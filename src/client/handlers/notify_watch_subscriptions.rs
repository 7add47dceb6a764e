use {
    super::{ensure_issuer, open_response, seal_type1, Result},
    crate::{
        auth::{
            sign_jwt, NotifyServerSubscription, SharedClaims, WatchSubscriptionsRequestAuth,
            WatchSubscriptionsResponseAuth,
        },
        client::{
            error::NotifyClientError,
            identity::IdentityRecord,
            lifecycle::LifecycleState,
            state::{ClientState, WatchContext},
        },
        model::types::{AccountId, AppMetadata, NotifySubscription, RelayProtocolOptions, ScopeValue, SymKey},
        rpc::{derive_key, JsonRpcRequest, NotifyWatchSubscriptions},
        spec::{
            NOTIFY_WATCH_SUBSCRIPTIONS_ACT, NOTIFY_WATCH_SUBSCRIPTIONS_METHOD,
            NOTIFY_WATCH_SUBSCRIPTIONS_RESPONSE_TAG, NOTIFY_WATCH_SUBSCRIPTIONS_TAG,
            NOTIFY_WATCH_SUBSCRIPTIONS_TTL,
        },
        utils::{from_unix_timestamp, topic_from_key},
    },
    relay_rpc::domain::Topic,
    std::collections::HashSet,
    tracing::{info, instrument, warn},
};

/// Derives the watch topic of `identity` and starts listening on it.
pub async fn start_watching(state: &ClientState, identity: &IdentityRecord) -> Result<(Topic, WatchContext)> {
    let notify_server = state.resolver.resolve(&state.notify_server_domain).await?;
    let key = derive_key(&notify_server.key_agreement, &identity.watch_secret()?)
        .map_err(|_| NotifyClientError::KeyDerivation)?;
    let topic = topic_from_key(&key);
    let context = WatchContext {
        account: identity.account.clone(),
        key,
        notify_server: notify_server.authentication,
        notify_server_topic: topic_from_key(notify_server.key_agreement.as_bytes()),
    };

    state.listen(topic.clone()).await?;
    state.watch(topic.clone(), context.clone());
    Ok((topic, context))
}

/// Fetches every subscription the notify service holds for `account` and
/// makes the local store match it.
#[instrument(name = "wc_notifyWatchSubscriptions", skip_all, fields(account = %account))]
pub async fn watch_subscriptions(
    state: &ClientState,
    account: &AccountId,
) -> Result<Vec<NotifySubscription>> {
    let _watching = state.watch_lock.lock().await;

    let identity = state.require_identity(account)?;
    let identity_key = identity.signing_key()?;
    let (watch_topic, context) = start_watching(state, &identity).await?;

    let watch_subscriptions_auth = WatchSubscriptionsRequestAuth {
        shared_claims: SharedClaims::new(
            &identity_key,
            &context.notify_server,
            NOTIFY_WATCH_SUBSCRIPTIONS_ACT,
            NOTIFY_WATCH_SUBSCRIPTIONS_TTL,
        ),
        ksu: state.keyserver.url().to_string(),
        sub: account.to_did_pkh(),
        app: None,
    };
    let request = JsonRpcRequest::new(
        NOTIFY_WATCH_SUBSCRIPTIONS_METHOD,
        NotifyWatchSubscriptions {
            watch_subscriptions_auth: sign_jwt(watch_subscriptions_auth, &identity_key)?,
        },
    );
    let message = seal_type1(
        &context.key,
        &request,
        identity.watch_public_key()?.to_bytes(),
    )?;

    let pending = state
        .pending
        .register(watch_topic.clone(), NOTIFY_WATCH_SUBSCRIPTIONS_RESPONSE_TAG);
    state
        .publish(
            &context.notify_server_topic,
            message,
            NOTIFY_WATCH_SUBSCRIPTIONS_TAG,
            NOTIFY_WATCH_SUBSCRIPTIONS_TTL,
        )
        .await?;
    let response = pending
        .wait(state.request_timeout, NOTIFY_WATCH_SUBSCRIPTIONS_METHOD)
        .await?;

    let response_auth = open_response::<WatchSubscriptionsResponseAuth>(&response, &context.key)?;
    ensure_issuer(&response_auth, &context.notify_server.to_did_key())?;

    apply_subscriptions(state, account, response_auth.sbs).await
}

/// Replaces `account`'s subscriptions with `sbs`. Topics that appear are
/// listened to, topics that disappear are released along with their
/// messages.
pub async fn apply_subscriptions(
    state: &ClientState,
    account: &AccountId,
    sbs: Vec<NotifyServerSubscription>,
) -> Result<Vec<NotifySubscription>> {
    let mut subscriptions = Vec::with_capacity(sbs.len());
    for sbs in sbs.into_iter().filter(|sbs| sbs.account.is_same_address(account)) {
        subscriptions.push(to_subscription(state, account, sbs).await?);
    }

    let previous = state
        .repository
        .get_subscriptions(account)
        .into_iter()
        .map(|subscription| subscription.topic)
        .collect::<HashSet<_>>();
    let current = subscriptions
        .iter()
        .map(|subscription| subscription.topic.clone())
        .collect::<HashSet<_>>();

    for topic in current.difference(&previous) {
        state.listen(topic.clone()).await?;
        state.lifecycle.set(topic.to_string(), LifecycleState::Active);
    }

    state
        .repository
        .replace_all_subscriptions(subscriptions.clone(), account)?;

    for topic in previous.difference(&current) {
        if let Err(e) = state.repository.delete_messages(topic) {
            warn!("Failed to delete messages of removed subscription {topic}: {e}");
        }
        state.release(topic).await;
        state.lifecycle.set(topic.to_string(), LifecycleState::Removed);
    }

    info!(
        "Applied {} subscriptions, {} new, {} removed",
        current.len(),
        current.difference(&previous).count(),
        previous.difference(&current).count()
    );
    Ok(subscriptions)
}

async fn to_subscription(
    state: &ClientState,
    account: &AccountId,
    sbs: NotifyServerSubscription,
) -> Result<NotifySubscription> {
    let sym_key = SymKey::from_hex(&sbs.sym_key)?;
    let topic = sym_key.topic();
    let stored = state.repository.get_subscription(&topic);

    let (metadata, scope) = match state.resolver.resolve(&sbs.app_domain).await {
        Ok(app) => (app.metadata.clone(), app.scope_for(&sbs.scope)),
        Err(e) => {
            warn!("Could not resolve {}: {e}", sbs.app_domain);
            let metadata = stored
                .as_ref()
                .map(|stored| stored.metadata.clone())
                .unwrap_or_else(|| AppMetadata {
                    name: sbs.app_domain.clone(),
                    url: format!("https://{}", sbs.app_domain),
                    ..Default::default()
                });
            let scope = sbs
                .scope
                .iter()
                .map(|id| {
                    let description = stored
                        .as_ref()
                        .and_then(|stored| stored.scope.get(id))
                        .map(|value| value.description.clone())
                        .unwrap_or_default();
                    (
                        id.clone(),
                        ScopeValue {
                            description,
                            enabled: true,
                        },
                    )
                })
                .collect();
            (metadata, scope)
        }
    };

    Ok(NotifySubscription {
        topic,
        account: account.clone(),
        relay: RelayProtocolOptions::default(),
        metadata,
        scope,
        expiry: from_unix_timestamp(sbs.expiry),
        sym_key,
        app_authentication_key: sbs.app_authentication_key,
    })
}
use {
    chrono::{DateTime, Utc},
    relay_rpc::{
        auth::ed25519_dalek::VerifyingKey,
        domain::{DecodedClientId, Topic},
    },
    std::time::Duration,
};

pub fn topic_from_key(key: &[u8]) -> Topic {
    sha256::digest(key).into()
}

pub fn get_client_id(verifying_key: &VerifyingKey) -> DecodedClientId {
    DecodedClientId(verifying_key.to_bytes())
}

/// Unix seconds, as used in JWT claims and subscription expiries.
pub fn unix_timestamp(time: DateTime<Utc>) -> u64 {
    time.timestamp().unsigned_abs()
}

pub fn add_ttl(now: DateTime<Utc>, ttl: Duration) -> DateTime<Utc> {
    now + chrono::Duration::from_std(ttl).unwrap_or(chrono::Duration::zero())
}

pub fn from_unix_timestamp(secs: u64) -> DateTime<Utc> {
    i64::try_from(secs)
        .ok()
        .and_then(|secs| DateTime::from_timestamp(secs, 0))
        .unwrap_or(DateTime::<Utc>::MAX_UTC)
}

#[cfg(test)]
mod tests {
    use super::*;

    #[test]
    fn topic_is_sha256_hex_of_key() {
        let topic = topic_from_key(&[0u8; 32]);
        assert_eq!(
            topic.to_string(),
            "66687aadf862bd776c8fc18b8e9f8e20089714856ee233b3902a591d0d5f2925"
        );
    }

    #[test]
    fn unix_round_trip() {
        let time = DateTime::from_timestamp(1_700_000_000, 0).unwrap();
        assert_eq!(from_unix_timestamp(unix_timestamp(time)), time);
        assert_eq!(from_unix_timestamp(u64::MAX), DateTime::<Utc>::MAX_UTC);
    }
}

What you need to do:
Number of lines containing the word "WatchSubscriptionsResponseAuth" in the material above: report this figure and nothing more.

The completed task:
2